Report the lines of the material that carry the string "configurations".

┄┄┄┄┄┄

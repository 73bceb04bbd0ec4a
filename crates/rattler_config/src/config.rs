use std::path::{Path, PathBuf};

use indexmap::IndexMap;
use rattler_conda_types::{ChannelConfig, NamedChannelOrUrl};
use serde::{de::DeserializeOwned, Deserialize, Serialize};
use thiserror::Error;
use url::Url;

use crate::config::s3::S3OptionsMap;
use crate::config::{
    build::BuildConfig, concurrency::ConcurrencyConfig, proxy::ProxyConfig,
    repodata_config::RepodataConfig, run_post_link_scripts::RunPostLinkScripts,
};

pub mod build;
pub mod channel_config;
pub mod concurrency;
pub mod proxy;
pub mod repodata_config;
pub mod run_post_link_scripts;
pub mod s3;
use crate::config::channel_config::default_channel_config;
#[cfg(feature = "edit")]
use crate::edit::ConfigEditError;

#[derive(Error, Debug, Clone, PartialEq, Eq)]
pub enum ValidationError {
    /// Missing required field.
    #[error("Missing required field: {0}")]
    MissingRequiredField(String),

    /// Invalid value for a field.
    #[error("Invalid value for field {0}: {1}")]
    InvalidValue(String, String),

    /// Invalid configuration for various reason.
    #[error("Invalid configuration: {0}")]
    Invalid(String),
}

#[derive(Error, Debug, Clone, PartialEq, Eq)]
pub enum MergeError {
    /// Error merging configurations.
    #[error("Error merging configurations: {0}")]
    Error(String),
}

#[derive(Error, Debug)]
pub enum LoadError {
    /// Error loading configuration.
    #[error("Error merging configuration files: {0} ({1})")]
    MergeError(MergeError, PathBuf),

    /// IO error while reading configuration file.
    #[error("IO error while reading configuration file: {0}")]
    IoError(#[from] std::io::Error),

    /// Error parsing configuration file.
    #[error("Error parsing configuration file: {0}")]
    ParseError(#[from] toml::de::Error),

    /// Error validating configuration.
    #[error("Error validating configuration: {0}")]
    ValidationError(#[from] ValidationError),
}

#[derive(Debug, Clone, PartialEq, Eq, Serialize, Deserialize)]
#[serde(rename_all = "kebab-case")]
pub struct ConfigBase<T> {
    #[serde(default)]
    #[serde(alias = "default_channels")] // BREAK: remove to stop supporting snake_case alias
    #[serde(skip_serializing_if = "Option::is_none")]
    pub default_channels: Option<Vec<NamedChannelOrUrl>>,

    /// Path to the file containing the authentication token.
    #[serde(default)]
    #[serde(alias = "authentication_override_file")] // BREAK: remove to stop supporting snake_case alias
    #[serde(skip_serializing_if = "Option::is_none")]
    pub authentication_override_file: Option<PathBuf>,

    /// If set to true, pixi will not verify the TLS certificate of the server.
    #[serde(default)]
    #[serde(alias = "tls_no_verify")] // BREAK: remove to stop supporting snake_case alias
    #[serde(skip_serializing_if = "Option::is_none")]
    pub tls_no_verify: Option<bool>,

    #[serde(default)]
    #[serde(skip_serializing_if = "IndexMap::is_empty")]
    pub mirrors: IndexMap<Url, Vec<Url>>,

    #[serde(default, skip_serializing_if = "BuildConfig::is_default")]
    pub build: BuildConfig,

    #[serde(skip, default = "default_channel_config")]
    pub channel_config: ChannelConfig,

    /// Configuration for repodata fetching.
    #[serde(alias = "repodata_config")] // BREAK: remove to stop supporting snake_case alias
    #[serde(default, skip_serializing_if = "RepodataConfig::is_empty")]
    pub repodata_config: RepodataConfig,

    /// Configuration for the concurrency of rattler.
    #[serde(default)]
    #[serde(skip_serializing_if = "ConcurrencyConfig::is_default")]
    pub concurrency: ConcurrencyConfig,

    /// Https/Http proxy configuration for pixi
    #[serde(default)]
    #[serde(skip_serializing_if = "ProxyConfig::is_default")]
    pub proxy_config: ProxyConfig,

    /// Configuration for S3.
    #[serde(default)]
    #[serde(skip_serializing_if = "S3OptionsMap::is_default")]
    pub s3_options: S3OptionsMap,

    /// Run the post link scripts
    #[serde(default)]
    #[serde(skip_serializing_if = "Option::is_none")]
    pub run_post_link_scripts: Option<RunPostLinkScripts>,

    #[serde(flatten)]
    pub extensions: T,

    #[serde(skip)]
    pub loaded_from: Vec<PathBuf>,
    // Missing in rattler but should be available in pixi:
    //   experimental
    //   shell
    //   pinning_strategy
    //   detached_environments
    //   pypi_config
    //
    // Deprecated fields:
    //   change_ps1
    //   force_activate
}

// ChannelConfig does not implement `Default` so we need to provide a default implementation.
impl<T> Default for ConfigBase<T>
where
    T: Config + DeserializeOwned,
{
    fn default() -> Self {
        Self {
            default_channels: None,
            authentication_override_file: None,
            tls_no_verify: Some(false), // Default to false if not set
            mirrors: IndexMap::new(),
            build: BuildConfig::default(),
            channel_config: default_channel_config(),
            repodata_config: RepodataConfig::default(),
            concurrency: ConcurrencyConfig::default(),
            proxy_config: ProxyConfig::default(),
            s3_options: S3OptionsMap::default(),
            run_post_link_scripts: None,
            extensions: T::default(),
            loaded_from: Vec::new(),
        }
    }
}

/// An empty dummy configuration extension that we can use when no extension is needed.
impl Config for () {
    fn get_extension_name(&self) -> String {
        "__NONE__".to_string()
    }

    fn merge_config(self, _other: &Self) -> Result<Self, MergeError> {
        Ok(())
    }

    fn validate(&self) -> Result<(), ValidationError> {
        Ok(())
    }

    fn keys(&self) -> Vec<String> {
        vec![]
    }
}

pub trait Config:
    Serialize + for<'de> Deserialize<'de> + std::fmt::Debug + Clone + PartialEq + Eq + Default
{
    /// Get the name of the extension.
    fn get_extension_name(&self) -> String;

    /// Merge another configuration (file) into this one.
    /// Note: the "other" configuration should take priority over the current one.
    fn merge_config(self, other: &Self) -> Result<Self, MergeError>;

    /// Validate the configuration.
    fn validate(&self) -> Result<(), ValidationError>;

    fn is_default(&self) -> bool {
        self == &Self::default()
    }

    /// Get the valid keys of the configuration.
    fn keys(&self) -> Vec<String>;

    /// Set a key in the configuration.
    #[cfg(feature = "edit")]
    fn set(&mut self, key: &str, _value: Option<String>) -> Result<(), ConfigEditError> {
        Err(ConfigEditError::UnknownKey {
            key: key.to_string(),
            supported_keys: self.keys().join(", "),
        })
    }
}

impl<T> ConfigBase<T>
where
    T: Config + DeserializeOwned,
{
    pub fn load_from_files<I, P>(paths: I) -> Result<Self, LoadError>
    where
        I: IntoIterator<Item = P>,
        P: AsRef<Path>,
    {
        let mut config = ConfigBase::<T>::default();

        for path in paths {
            let content = std::fs::read_to_string(path.as_ref())?;
            let other: ConfigBase<T> = toml::from_str(&content)?;
            config = config
                .merge_config(&other)
                .map_err(|e| LoadError::MergeError(e, path.as_ref().to_path_buf()))?;
        }

        config.validate()?;
        Ok(config)
    }
}

impl<T> Config for ConfigBase<T>
where
    T: Config + Default,
{
    fn get_extension_name(&self) -> String {
        "base".to_string()
    }

    /// Merge another configuration (file) into this one.
    /// Note: the "other" configuration should take priority over the current one.
    fn merge_config(self, other: &Self) -> Result<Self, MergeError> {
        Ok(Self {
            s3_options: self.s3_options.merge_config(&other.s3_options)?,
            // Use the other configuration's default channels if available
            default_channels: other
                .default_channels
                .as_ref()
                .or(self.default_channels.as_ref())
                .cloned(),
            // Currently this is always the default so it doesn't matter which one we take.
            channel_config: self.channel_config,
            authentication_override_file: other
                .authentication_override_file
                .as_ref()
                .or(self.authentication_override_file.as_ref())
                .cloned(),
            tls_no_verify: other.tls_no_verify.or(self.tls_no_verify).or(Some(false)), // Default to false if not set
            mirrors: self
                .mirrors
                .iter()
                .chain(other.mirrors.iter())
                .map(|(k, v)| (k.clone(), v.clone()))
                .collect(),
            build: self.build.merge_config(&other.build)?,
            repodata_config: self.repodata_config.merge_config(&other.repodata_config)?,
            concurrency: self.concurrency.merge_config(&other.concurrency)?,
            proxy_config: self.proxy_config.merge_config(&other.proxy_config)?,
            extensions: self.extensions.merge_config(&other.extensions)?,
            run_post_link_scripts: other
                .run_post_link_scripts
                .clone()
                .or(self.run_post_link_scripts),
            loaded_from: self
                .loaded_from
                .iter()
                .chain(&other.loaded_from)
                .cloned()
                .collect(),
        })
    }

    fn validate(&self) -> Result<(), ValidationError> {
        Ok(())
    }

    /// Gather all the keys of the configuration.
    fn keys(&self) -> Vec<String> {
        fn get_keys(config: &impl Config) -> Vec<String> {
            config
                .keys()
                .iter()
                .map(|s| format!("{}.{}", config.get_extension_name(), s))
                .collect()
        }

        let mut keys = Vec::new();

        keys.extend(get_keys(&self.build));
        keys.extend(get_keys(&self.repodata_config));
        keys.extend(get_keys(&self.concurrency));
        keys.extend(get_keys(&self.proxy_config));
        keys.extend(get_keys(&self.extensions));
        keys.extend(get_keys(&self.s3_options));

        keys.push("default_channels".to_string());
        keys.push("authentication_override_file".to_string());
        keys.push("tls_no_verify".to_string());
        keys.push("mirrors".to_string());
        keys.push("loaded_from".to_string());
        keys.push("extensions".to_string());
        keys.push("default".to_string());

        keys
    }
}

pub fn load_config<T: for<'de> Deserialize<'de>>(
    config_file: &str,
) -> Result<ConfigBase<T>, Box<dyn std::error::Error>> {
    let config_content = std::fs::read_to_string(config_file)?;
    let config: ConfigBase<T> = toml::from_str(&config_content)?;
    Ok(config)
}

┄┄┄┄┄┄

■ Completed task:
    /// Error merging configurations.
    #[error("Error merging configurations: {0}")]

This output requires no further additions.